How to complete this task – Please write out the line containing "let sent = distribute(&link, &[], 0.4, 1.0).await.unwrap();" and each line after it through the end of the data, exactly, and nothing else.

Material to process –
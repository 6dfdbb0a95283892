use ow_haptics::DeviceError;
use ow_vision::VisionError;
use std::path::PathBuf;
use thiserror::Error;

#[derive(Debug, Error)]
pub enum ConfigError {
    #[error("failed to read {}: {source}", .path.display())]
    Read {
        path: PathBuf,
        #[source]
        source: std::io::Error,
    },

    #[error("malformed config: {0}")]
    Parse(#[from] serde_json::Error),

    #[error("invalid {key}: {reason}")]
    Invalid { key: &'static str, reason: String },
}

/// Why a control-loop tick failed
#[derive(Debug, Error)]
pub enum TickError {
    /// The device link dropped. Device effects halt until it comes back.
    #[error("device link error: {0}")]
    Link(#[from] DeviceError),

    /// Capture or matching failed. Ends the session.
    #[error("detection failed: {0:#}")]
    Detection(anyhow::Error),
}

impl TickError {
    pub fn is_fatal(&self) -> bool {
        matches!(self, TickError::Detection(_))
    }
}

impl From<VisionError> for TickError {
    fn from(e: VisionError) -> Self {
        TickError::Detection(e.into())
    }
}
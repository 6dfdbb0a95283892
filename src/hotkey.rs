//! Global emergency-stop hotkey.
//!
//! `HotkeyMatcher` is fed press/release events and reports when the
//! configured combination becomes fully held. The OS listener (feature
//! `hotkey`, backed by `rdev`) only translates events and raises the flag.

use std::collections::BTreeSet;
use std::sync::atomic::{AtomicBool, Ordering};
use std::sync::Arc;
use tracing::{info, warn};

use crate::config::{KeyCombo, Modifier};

/// A key as the matcher sees it
#[derive(Debug, Clone, PartialEq, Eq)]
pub enum KeyInput {
    Modifier(Modifier),
    /// Lowercase character or named key, spelled as in `KeyCombo`
    Key(String),
}

/// Tracks held keys and fires once each time the combination completes
#[derive(Debug, Clone)]
pub struct HotkeyMatcher {
    combo: KeyCombo,
    modifiers: BTreeSet<Modifier>,
    keys: BTreeSet<String>,
}

impl HotkeyMatcher {
    pub fn new(combo: KeyCombo) -> Self {
        Self {
            combo,
            modifiers: BTreeSet::new(),
            keys: BTreeSet::new(),
        }
    }

    /// Returns true when this press completes the combination.
    /// Auto-repeat of an already held key never fires again.
    pub fn press(&mut self, input: KeyInput) -> bool {
        let fresh = match input {
            KeyInput::Modifier(m) => self.modifiers.insert(m),
            KeyInput::Key(k) => self.keys.insert(k),
        };
        fresh && self.is_held()
    }

    pub fn release(&mut self, input: &KeyInput) {
        match input {
            KeyInput::Modifier(m) => {
                self.modifiers.remove(m);
            }
            KeyInput::Key(k) => {
                self.keys.remove(k);
            }
        }
    }

    fn is_held(&self) -> bool {
        self.keys.len() == 1
            && self.keys.contains(&self.combo.key)
            && self.modifiers.iter().eq(self.combo.modifiers.iter())
    }
}

/// Feed one event to the matcher; raise `estop` on a match
pub fn handle_event(matcher: &mut HotkeyMatcher, input: KeyInput, pressed: bool, estop: &AtomicBool) {
    if !pressed {
        matcher.release(&input);
        return;
    }
    if matcher.press(input) {
        warn!("Emergency stop hotkey pressed");
        estop.store(true, Ordering::SeqCst);
    }
}

#[cfg(feature = "hotkey")]
fn translate(key: rdev::Key) -> Option<KeyInput> {
    use rdev::Key;

    let named = |s: &str| Some(KeyInput::Key(s.to_string()));
    match key {
        Key::ControlLeft | Key::ControlRight => Some(KeyInput::Modifier(Modifier::Ctrl)),
        Key::ShiftLeft | Key::ShiftRight => Some(KeyInput::Modifier(Modifier::Shift)),
        Key::Alt | Key::AltGr => Some(KeyInput::Modifier(Modifier::Alt)),
        Key::MetaLeft | Key::MetaRight => Some(KeyInput::Modifier(Modifier::Cmd)),
        Key::Escape => named("esc"),
        Key::Space => named("space"),
        Key::Return | Key::KpReturn => named("enter"),
        Key::Tab => named("tab"),
        Key::Backspace => named("backspace"),
        Key::Delete => named("delete"),
        Key::Insert => named("insert"),
        Key::Home => named("home"),
        Key::End => named("end"),
        Key::PageUp => named("page_up"),
        Key::PageDown => named("page_down"),
        Key::UpArrow => named("up"),
        Key::DownArrow => named("down"),
        Key::LeftArrow => named("left"),
        Key::RightArrow => named("right"),
        Key::Pause => named("pause"),
        Key::F1 => named("f1"),
        Key::F2 => named("f2"),
        Key::F3 => named("f3"),
        Key::F4 => named("f4"),
        Key::F5 => named("f5"),
        Key::F6 => named("f6"),
        Key::F7 => named("f7"),
        Key::F8 => named("f8"),
        Key::F9 => named("f9"),
        Key::F10 => named("f10"),
        Key::F11 => named("f11"),
        Key::F12 => named("f12"),
        Key::Num0 => named("0"),
        Key::Num1 => named("1"),
        Key::Num2 => named("2"),
        Key::Num3 => named("3"),
        Key::Num4 => named("4"),
        Key::Num5 => named("5"),
        Key::Num6 => named("6"),
        Key::Num7 => named("7"),
        Key::Num8 => named("8"),
        Key::Num9 => named("9"),
        Key::Minus => named("-"),
        Key::Equal => named("="),
        Key::LeftBracket => named("["),
        Key::RightBracket => named("]"),
        Key::SemiColon => named(";"),
        Key::Quote => named("'"),
        Key::BackSlash => named("\\"),
        Key::BackQuote => named("`"),
        Key::Comma => named(","),
        Key::Dot => named("."),
        Key::Slash => named("/"),
        other => {
            // KeyA..KeyZ
            let name = format!("{:?}", other);
            let letter = name.strip_prefix("Key").filter(|l| l.len() == 1)?;
            Some(KeyInput::Key(letter.to_ascii_lowercase()))
        }
    }
}

/// Listen for the combination on a dedicated OS thread for the life of the
/// process.
#[cfg(feature = "hotkey")]
pub fn spawn_listener(combo: KeyCombo, estop: Arc<AtomicBool>) {
    info!("Emergency stop hotkey: {}", combo);
    let mut matcher = HotkeyMatcher::new(combo);
    std::thread::spawn(move || {
        let result = rdev::listen(move |event| {
            let (key, pressed) = match event.event_type {
                rdev::EventType::KeyPress(k) => (k, true),
                rdev::EventType::KeyRelease(k) => (k, false),
                _ => return,
            };
            if let Some(input) = translate(key) {
                handle_event(&mut matcher, input, pressed, &estop);
            }
        });
        if let Err(e) = result {
            warn!("Emergency stop hotkey unavailable: {:?}", e);
        }
    });
}

#[cfg(not(feature = "hotkey"))]
pub fn spawn_listener(combo: KeyCombo, _estop: Arc<AtomicBool>) {
    warn!(
        "Built without the `hotkey` feature; {} is not bound. Use Ctrl-C or 'estop'.",
        combo
    );
    info!("Rebuild with --features hotkey to bind it");
}
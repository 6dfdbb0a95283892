use crate::DeviceError;
use async_trait::async_trait;
use serde::{Deserialize, Serialize};
use tracing::{debug, warn};

#[derive(Debug, Clone, Copy, PartialEq, Eq, Serialize, Deserialize)]
pub struct ActuatorInfo {
    /// Number of distinct non-zero levels the actuator supports
    pub step_count: u32,
}

#[derive(Debug, Clone, PartialEq, Eq, Serialize, Deserialize)]
pub struct DeviceInfo {
    pub id: u32,
    pub name: String,
    pub actuators: Vec<ActuatorInfo>,
}

/// Connection lifecycle notifications from the link
#[derive(Debug, Clone, PartialEq, Eq)]
pub enum LinkEvent {
    Connected,
    Disconnected,
    DeviceAdded(DeviceInfo),
    DeviceRemoved(u32),
}

/// Connection to the haptic device server.
///
/// Devices come and go at any time, so callers re-list them every tick
/// instead of holding on to a device list.
#[async_trait]
pub trait DeviceLink: Send + Sync {
    fn is_connected(&self) -> bool;

    async fn list_devices(&self) -> Result<Vec<DeviceInfo>, DeviceError>;

    /// Set one actuator to `intensity` in [0, 1]
    async fn command_actuator(
        &self,
        device: u32,
        actuator: usize,
        intensity: f64,
    ) -> Result<(), DeviceError>;

    async fn stop_device(&self, device: u32) -> Result<(), DeviceError>;

    /// Drain lifecycle notifications received since the last call
    fn poll_events(&self) -> Vec<LinkEvent>;
}

/// Level to send to an actuator with `step_count` levels for `target`.
///
/// The target is rounded to the nearest step. The actuator's ceiling is the
/// global `max` rounded to a step and then lowered one step at a time until
/// it no longer exceeds `max`.
pub fn actuator_level(target: f64, step_count: u32, max: f64) -> f64 {
    let steps = step_count.max(1) as f64;
    let mut ceiling = (max * steps).round();
    while ceiling > 0.0 && ceiling / steps > max {
        ceiling -= 1.0;
    }
    let level = (target * steps).round().clamp(0.0, ceiling.max(0.0));
    level / steps
}

/// Devices not excluded by name
pub async fn active_devices(
    link: &dyn DeviceLink,
    excluded: &[String],
) -> Result<Vec<DeviceInfo>, DeviceError> {
    let mut devices = link.list_devices().await?;
    devices.retain(|d| !excluded.iter().any(|name| name == &d.name));
    Ok(devices)
}

/// Send `intensity` to every actuator of every active device.
///
/// A device whose command fails is stopped and skipped for the rest of the
/// tick; the others still get their commands. Returns the number of devices
/// that took every command.
pub async fn distribute(
    link: &dyn DeviceLink,
    excluded: &[String],
    intensity: f64,
    max: f64,
) -> Result<usize, DeviceError> {
    let devices = active_devices(link, excluded).await?;
    let mut ok = 0;
    for device in &devices {
        let mut levels = Vec::with_capacity(device.actuators.len());
        let mut failed = None;
        for (index, actuator) in device.actuators.iter().enumerate() {
            let level = actuator_level(intensity, actuator.step_count, max);
            if let Err(e) = link.command_actuator(device.id, index, level).await {
                failed = Some(e);
                break;
            }
            levels.push(level);
        }

        match failed {
            None => {
                debug!("[{}] actuators: {:?}", device.name, levels);
                ok += 1;
            }
            Some(e) => {
                warn!("Stopping {} after a command error: {}", device.name, e);
                if let Err(e) = link.stop_device(device.id).await {
                    warn!("Failed to stop {}: {}", device.name, e);
                }
            }
        }
    }
    Ok(ok)
}

/// Stop every active device. Individual failures are logged and skipped.
pub async fn stop_all(link: &dyn DeviceLink, excluded: &[String]) -> Result<usize, DeviceError> {
    let devices = active_devices(link, excluded).await?;
    for device in &devices {
        if let Err(e) = link.stop_device(device.id).await {
            warn!("Failed to stop {}: {}", device.name, e);
        }
    }
    Ok(devices.len())
}

#[cfg(test)]
mod tests {
    use super::*;
    use crate::MemoryLink;

    #[test]
    fn test_level_rounds_to_nearest_step() {
        assert_eq!(actuator_level(0.33, 10, 1.0), 0.3);
        assert_eq!(actuator_level(0.36, 10, 1.0), 0.4);
        assert_eq!(actuator_level(0.5, 1, 1.0), 1.0);
    }

    #[test]
    fn test_level_ceiling_stays_under_max() {
        // No 0.35 step exists, so the ceiling drops to 0.3
        assert_eq!(actuator_level(0.9, 10, 0.35), 0.3);
        assert_eq!(actuator_level(0.9, 10, 0.3), 0.3);
        assert_eq!(actuator_level(1.0, 4, 0.6), 0.5);
    }

    #[test]
    fn test_level_never_exceeds_max() {
        for steps in [1, 2, 3, 7, 10, 20, 100] {
            for max in [0.0, 0.05, 0.25, 0.33, 0.5, 0.71, 1.0] {
                for target in [0.0, 0.1, 0.26, 0.5, 0.74, 1.0, 2.0] {
                    let level = actuator_level(target, steps, max);
                    assert!(level <= max, "{} steps, max {}, target {}", steps, max, target);
                    assert!(level >= 0.0);
                }
            }
        }
    }

    #[tokio::test]
    async fn test_distribute_skips_excluded() {
        let link = MemoryLink::with_devices(vec![
            MemoryLink::device(1, "Kept", &[20]),
            MemoryLink::device(2, "Skipped", &[20]),
        ]);
        let sent = distribute(&link, &["Skipped".to_string()], 0.5, 1.0)
            .await
            .unwrap();
        assert_eq!(sent, 1);
        assert!(link.commands().iter().all(|c| c.device == 1));
    }

    #[tokio::test]
    async fn test_failing_device_is_isolated() {
        let link = MemoryLink::with_devices(vec![
            MemoryLink::device(1, "Broken", &[10, 10]),
            MemoryLink::device(2, "Fine", &[10, 10]),
        ]);
        link.fail_device(1);
        let sent = distribute(&link, &[], 0.4, 1.0).await.unwrap();
        assert_eq!(sent, 1);
        assert_eq!(link.stops(), vec![1]);
        let fine: Vec<_> = link.commands().into_iter().filter(|c| c.device == 2).collect();
        assert_eq!(fine.len(), 2);
        assert!(fine.iter().all(|c| c.intensity == 0.4));
    }

    #[tokio::test]
    async fn test_disconnected_link_errors() {
        let link = MemoryLink::with_devices(vec![MemoryLink::device(1, "A", &[10])]);
        link.set_connected(false);
        assert!(matches!(
            distribute(&link, &[], 0.2, 1.0).await,
            Err(DeviceError::Disconnected)
        ));
    }
}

Solution below –
        let sent = distribute(&link, &[], 0.4, 1.0).await.unwrap();
        assert_eq!(sent, 1);
        assert_eq!(link.stops(), vec![1]);
        let fine: Vec<_> = link.commands().into_iter().filter(|c| c.device == 2).collect();
        assert_eq!(fine.len(), 2);
        assert!(fine.iter().all(|c| c.intensity == 0.4));
    }

    #[tokio::test]
    async fn test_disconnected_link_errors() {
        let link = MemoryLink::with_devices(vec![MemoryLink::device(1, "A", &[10])]);
        link.set_connected(false);
        assert!(matches!(
            distribute(&link, &[], 0.2, 1.0).await,
            Err(DeviceError::Disconnected)
        ));
    }
}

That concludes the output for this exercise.